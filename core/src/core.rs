use crate::service::Service;
use crate::signals::Shutdown;
use crate::{info, trace};
use std::sync::atomic::{AtomicBool, Ordering};
use std::sync::{Arc, Mutex};

/// Registry and lifecycle owner of the node's services (protocol loop,
/// monitors). Services start together and stop in registration order.
pub struct Core {
    pub keep_running: AtomicBool,
    services: Mutex<Vec<Arc<dyn Service>>>,
}

impl Default for Core {
    fn default() -> Self {
        Self::new()
    }
}

impl Core {
    pub fn new() -> Core {
        Core { keep_running: AtomicBool::new(true), services: Mutex::new(Vec::new()) }
    }

    pub fn bind<T>(&self, service: Arc<T>)
    where
        T: Service + 'static,
    {
        self.services.lock().unwrap().push(service);
    }

    /// Starts all services and blocks waiting to join them. For performing
    /// other operations in between use start and join explicitly
    pub fn run(self: &Arc<Core>) {
        self.join(self.start());
    }

    /// Start all services and return `std::thread` join handles
    pub fn start(self: &Arc<Core>) -> Vec<std::thread::JoinHandle<()>> {
        let mut workers = Vec::new();
        for service in self.services.lock().unwrap().iter() {
            workers.append(&mut service.clone().start(self.clone()));
        }
        info!("doin node started {} service workers", workers.len());
        workers
    }

    /// Join workers previously returned from `start`
    pub fn join(&self, workers: Vec<std::thread::JoinHandle<()>>) {
        for worker in workers {
            match worker.join() {
                Ok(()) => {}
                Err(err) => {
                    trace!("a service worker panicked: {:?}", err);
                }
            }
        }

        // Drop all services and cleanup
        self.services.lock().unwrap().clear();

        info!("... doin node is down");
    }
}

impl Shutdown for Core {
    fn shutdown(self: &Arc<Core>) {
        if self.keep_running.compare_exchange(true, false, Ordering::SeqCst, Ordering::SeqCst).is_err() {
            return;
        }

        trace!("node shutdown requested, stopping services...");

        for service in self.services.lock().unwrap().iter() {
            let ident = service.clone().ident();
            trace!("stopping service: {}", ident);
            service.clone().stop();
        }
    }
}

::::

WORK ITEM -> The answer must consist of all the entries, copied exactly.

OUTPUT FOR THIS TASK ->
filename core/src/core.rs
use crate::service::Service;
use crate::signals::Shutdown;
use crate::{info, trace};
use std::sync::atomic::{AtomicBool, Ordering};
use std::sync::{Arc, Mutex};

/// Registry and lifecycle owner of the node's services (protocol loop,
/// monitors). Services start together and stop in registration order.
pub struct Core {
    pub keep_running: AtomicBool,
    services: Mutex<Vec<Arc<dyn Service>>>,
}

impl Default for Core {
    fn default() -> Self {
        Self::new()
    }
}

impl Core {
    pub fn new() -> Core {
        Core { keep_running: AtomicBool::new(true), services: Mutex::new(Vec::new()) }
    }

    pub fn bind<T>(&self, service: Arc<T>)
    where
        T: Service + 'static,
    {
        self.services.lock().unwrap().push(service);
    }

    /// Starts all services and blocks waiting to join them. For performing
    /// other operations in between use start and join explicitly
    pub fn run(self: &Arc<Core>) {
        self.join(self.start());
    }

    /// Start all services and return `std::thread` join handles
    pub fn start(self: &Arc<Core>) -> Vec<std::thread::JoinHandle<()>> {
        let mut workers = Vec::new();
        for service in self.services.lock().unwrap().iter() {
            workers.append(&mut service.clone().start(self.clone()));
        }
        info!("doin node started {} service workers", workers.len());
        workers
    }

    /// Join workers previously returned from `start`
    pub fn join(&self, workers: Vec<std::thread::JoinHandle<()>>) {
        for worker in workers {
            match worker.join() {
                Ok(()) => {}
                Err(err) => {
                    trace!("a service worker panicked: {:?}", err);
                }
            }
        }

        // Drop all services and cleanup
        self.services.lock().unwrap().clear();

        info!("... doin node is down");
    }
}

impl Shutdown for Core {
    fn shutdown(self: &Arc<Core>) {
        if self.keep_running.compare_exchange(true, false, Ordering::SeqCst, Ordering::SeqCst).is_err() {
            return;
        }

        trace!("node shutdown requested, stopping services...");

        for service in self.services.lock().unwrap().iter() {
            let ident = service.clone().ident();
            trace!("stopping service: {}", ident);
            service.clone().stop();
        }
    }
}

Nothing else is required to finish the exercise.